Remark: The pointedness plus closeness (not closeness under addition) implies that there is no complete line in this cone, which equivalently means there is no non-trivial subspace (i.e., except $\{ 0 \}$ and the universe) inside this cone. To show it, let $K$ be a closed pointed cone, suppose on the contrary there exists $u, v \in K$ such that for every $\alpha \in \R$, we have $u + \alpha(v - u) \in K$. For $t > 1$, consider the sequence $\{w_+^t\}_{t=1}^{\infty}$ and $\{w_-^t\}_{t=1}^{\infty}$ where \[ w_+^t = \frac{u + t(v-u)}{\|u + t(v-u)\|_2}, w_-^t = \frac{u - t(v-u)}{\|u - t(v-u)\|_2} \] Now $w_+^t, w_-^t \in K$ for all $t \ge 1$. But $w_+^t \to w \triangleq \frac{v-u}{\|v-u\|_2}$ and $w_-^t \to -w$ . Since $K$ is closed, we have $w, -w \in K$. However, since $w$ has unit norm and is not zero vector, it follows that $K$ is not pointed, which is a contradiction.
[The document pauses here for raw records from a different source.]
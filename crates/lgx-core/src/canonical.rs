//! # Canonical Serialization
//!
//! `CanonicalBytes` is the only input accepted by the digest functions. It is
//! produced by serializing to a JSON value, rejecting floats, and emitting
//! RFC 8785 (JCS) output via `serde_jcs`: sorted keys, compact separators.
//!
//! Export snapshots are digested through this path so that two exports of
//! the same sequence state carry the same digest regardless of field order
//! or output format.

use serde::Serialize;
use serde_json::Value;

use crate::error::CanonicalizationError;

/// Bytes produced exclusively by JCS canonicalization.
///
/// The inner `Vec<u8>` is private; [`CanonicalBytes::new()`] is the only
/// constructor.
#[derive(Debug, Clone, PartialEq, Eq, Hash)]
pub struct CanonicalBytes(Vec<u8>);

impl CanonicalBytes {
    /// Canonicalize any serializable value.
    ///
    /// # Errors
    ///
    /// `FloatRejected` if the value contains a non-integer number,
    /// `SerializationFailed` if JSON serialization fails.
    pub fn new(obj: &impl Serialize) -> Result<Self, CanonicalizationError> {
        let value = serde_json::to_value(obj)?;
        reject_floats(&value)?;
        let s = serde_jcs::to_string(&value)?;
        Ok(Self(s.into_bytes()))
    }

    /// Access the canonical bytes.
    pub fn as_bytes(&self) -> &[u8] {
        &self.0
    }

    /// Length of the canonical byte sequence.
    pub fn len(&self) -> usize {
        self.0.len()
    }

    /// Whether the canonical byte sequence is empty.
    pub fn is_empty(&self) -> bool {
        self.0.is_empty()
    }
}

impl AsRef<[u8]> for CanonicalBytes {
    fn as_ref(&self) -> &[u8] {
        &self.0
    }
}

fn reject_floats(value: &Value) -> Result<(), CanonicalizationError> {
    match value {
        Value::Null | Value::Bool(_) | Value::String(_) => Ok(()),
        Value::Number(n) => {
            if n.is_f64() {
                if let Some(f) = n.as_f64() {
                    return Err(CanonicalizationError::FloatRejected(f));
                }
            }
            Ok(())
        }
        Value::Array(items) => items.iter().try_for_each(reject_floats),
        Value::Object(map) => map.values().try_for_each(reject_floats),
    }
}


#[cfg(test)]
mod proptests {
    use super::*;
    use proptest::prelude::*;

    proptest! {
        #[test]
        fn canonical_bytes_parse_back_to_the_same_value(
            entries in prop::collection::btree_map("[a-z]{1,8}", any::<i64>(), 0..12),
            flag in any::<bool>(),
        ) {
            let mut map: serde_json::Map<String, Value> =
                entries.iter().map(|(k, v)| (k.clone(), serde_json::json!(v))).collect();
            map.insert("FLAG".to_string(), Value::Bool(flag));
            let value = Value::Object(map);
            let cb = CanonicalBytes::new(&value).unwrap();
            let parsed: Value = serde_json::from_slice(cb.as_bytes()).unwrap();
            prop_assert_eq!(parsed, value);
        }

        #[test]
        fn canonicalization_is_deterministic(text in "[ -~]{0,40}", n in any::<i64>()) {
            let value = serde_json::json!({"text": text, "n": n});
            let a = CanonicalBytes::new(&value).unwrap();
            let b = CanonicalBytes::new(&value).unwrap();
            prop_assert_eq!(a.as_bytes(), b.as_bytes());
        }
    }
}
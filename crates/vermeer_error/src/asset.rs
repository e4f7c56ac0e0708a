//! Asset acquisition and registration error types.

use crate::Interrupted;

/// Specific error conditions for asset handling.
#[derive(Debug, Clone, PartialEq, Eq, Hash, derive_more::Display)]
pub enum AssetErrorKind {
    /// URL is malformed or points at a restricted network target
    #[display("Rejected reference: {}", _0)]
    RejectedReference(String),
    /// Fetching the bytes or opening the storage object failed
    #[display("Asset unavailable: {}", _0)]
    AssetUnavailable(String),
    /// Bytes do not sniff as an image
    #[display("Unsupported content type: {}", _0)]
    UnsupportedContent(String),
    /// Remote upload or delete call failed
    #[display("Registration failed: {}", _0)]
    RegistrationFailure(String),
    /// No live registration entry exists for the source URI
    #[display("No registered handle for {}", _0)]
    HandleNotFound(String),
    /// The call was cancelled or ran past its deadline
    #[display("Interrupted: {}", _0)]
    Interrupted(Interrupted),
}

impl From<Interrupted> for AssetErrorKind {
    fn from(reason: Interrupted) -> Self {
        AssetErrorKind::Interrupted(reason)
    }
}

/// Asset error with location tracking.
///
/// # Examples
///
/// ```
/// use vermeer_error::{AssetError, AssetErrorKind};
///
/// let err = AssetError::new(AssetErrorKind::HandleNotFound("gs://b/a.png".to_string()));
/// assert!(format!("{}", err).contains("gs://b/a.png"));
/// ```
#[derive(Debug, Clone, derive_more::Display, derive_more::Error)]
#[display("Asset Error: {} at line {} in {}", kind, line, file)]
pub struct AssetError {
    /// The kind of error that occurred
    pub kind: AssetErrorKind,
    /// Line number where error was created
    pub line: u32,
    /// File where error was created
    pub file: &'static str,
}

impl AssetError {
    /// Create a new asset error with automatic location tracking.
    #[track_caller]
    pub fn new(kind: AssetErrorKind) -> Self {
        let location = std::panic::Location::caller();
        Self {
            kind,
            line: location.line(),
            file: location.file(),
        }
    }

    /// Get the error kind.
    pub fn kind(&self) -> &AssetErrorKind {
        &self.kind
    }
}

impl From<Interrupted> for AssetError {
    #[track_caller]
    fn from(reason: Interrupted) -> Self {
        Self::new(reason.into())
    }
}

/// Result type for asset operations.
pub type AssetResult<T> = Result<T, AssetError>;
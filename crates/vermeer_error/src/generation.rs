//! Response interpretation error types.

use crate::Interrupted;

/// Specific error conditions when interpreting a generation response.
#[derive(Debug, Clone, PartialEq, Eq, Hash, derive_more::Display)]
pub enum GenerationErrorKind {
    /// The primary candidate stopped for a reason other than normal completion
    #[display("Generation halted with finish reason: {}", _0)]
    GenerationHalted(String),
    /// No candidates, or no image content in the primary candidate
    #[display("Empty response: {}", _0)]
    EmptyResponse(String),
    /// The remote generation call itself failed
    #[display("Remote call failed: {}", _0)]
    Remote(String),
    /// The generation call was cancelled or ran past its deadline
    #[display("Interrupted: {}", _0)]
    Interrupted(Interrupted),
}

/// Generation error with location tracking.
///
/// # Examples
///
/// ```
/// use vermeer_error::{GenerationError, GenerationErrorKind};
///
/// let err = GenerationError::new(GenerationErrorKind::GenerationHalted("SAFETY".to_string()));
/// assert!(format!("{}", err).contains("SAFETY"));
/// ```
#[derive(Debug, Clone, derive_more::Display, derive_more::Error)]
#[display("Generation Error: {} at line {} in {}", kind, line, file)]
pub struct GenerationError {
    /// The kind of error that occurred
    pub kind: GenerationErrorKind,
    /// Line number where error was created
    pub line: u32,
    /// File where error was created
    pub file: &'static str,
}

impl GenerationError {
    /// Create a new generation error with automatic location tracking.
    #[track_caller]
    pub fn new(kind: GenerationErrorKind) -> Self {
        let location = std::panic::Location::caller();
        Self {
            kind,
            line: location.line(),
            file: location.file(),
        }
    }

    /// Get the error kind.
    pub fn kind(&self) -> &GenerationErrorKind {
        &self.kind
    }
}

impl From<Interrupted> for GenerationError {
    #[track_caller]
    fn from(reason: Interrupted) -> Self {
        Self::new(GenerationErrorKind::Interrupted(reason))
    }
}

/// Result type for response interpretation.
pub type GenerationResult<T> = Result<T, GenerationError>;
Remark: At times, people also refer to this as the salient property of a cone. A proper cone is variously defined on a subset of these properties (closeness, closeness under addition, pointed, salient, and essentially, conic) depending on the context.

In fact, the algebraic properties and the geometric properties can derive each other. A good order and a proper cone have a one-to-one relationship. Now we ask, in an arbitrary $n$-d universe (or a finite-dimensional Euclidean space), is $\ge$ the only good order, or equivalently, is $\R_+^n$ the only proper cone? The answer is no.

Examples of Proper Cone

Lorentz cone / second-order cone / ice cream cone \[ \mathcal{Q}^{n+1} \triangleq \{ (t, x) \in \R \times \R^n: t \ge ||x||_2 \} \] $\mathcal{Q}^{n+1}$ is a closed proper cone. Then what is the good order associated with this proper cone?
Semi-definite cone \[ \mathcal{S}_+^n \triangleq \{ X \in \mathcal{S}^n: u^T X u \ge 0, \forall u \in \R^n \} \] $\mathcal{S}_+^n$ is a closed proper cone. Then what is the good order associated with this proper cone?
Zero cone: $\{ 0 \}$
New cones from old ones by Cartesian product

Let $K_1, \dots, K_m$ be closed proper cones (with non-empty interior). Then \[ K \triangleq K_1 \times \dots \times K_m = \{ (x_1, \dots, x_m): x_i \in K_i, \forall i=1,\dots,m \} \] is a closed proper cone with non-empty interior (with non-empty interior).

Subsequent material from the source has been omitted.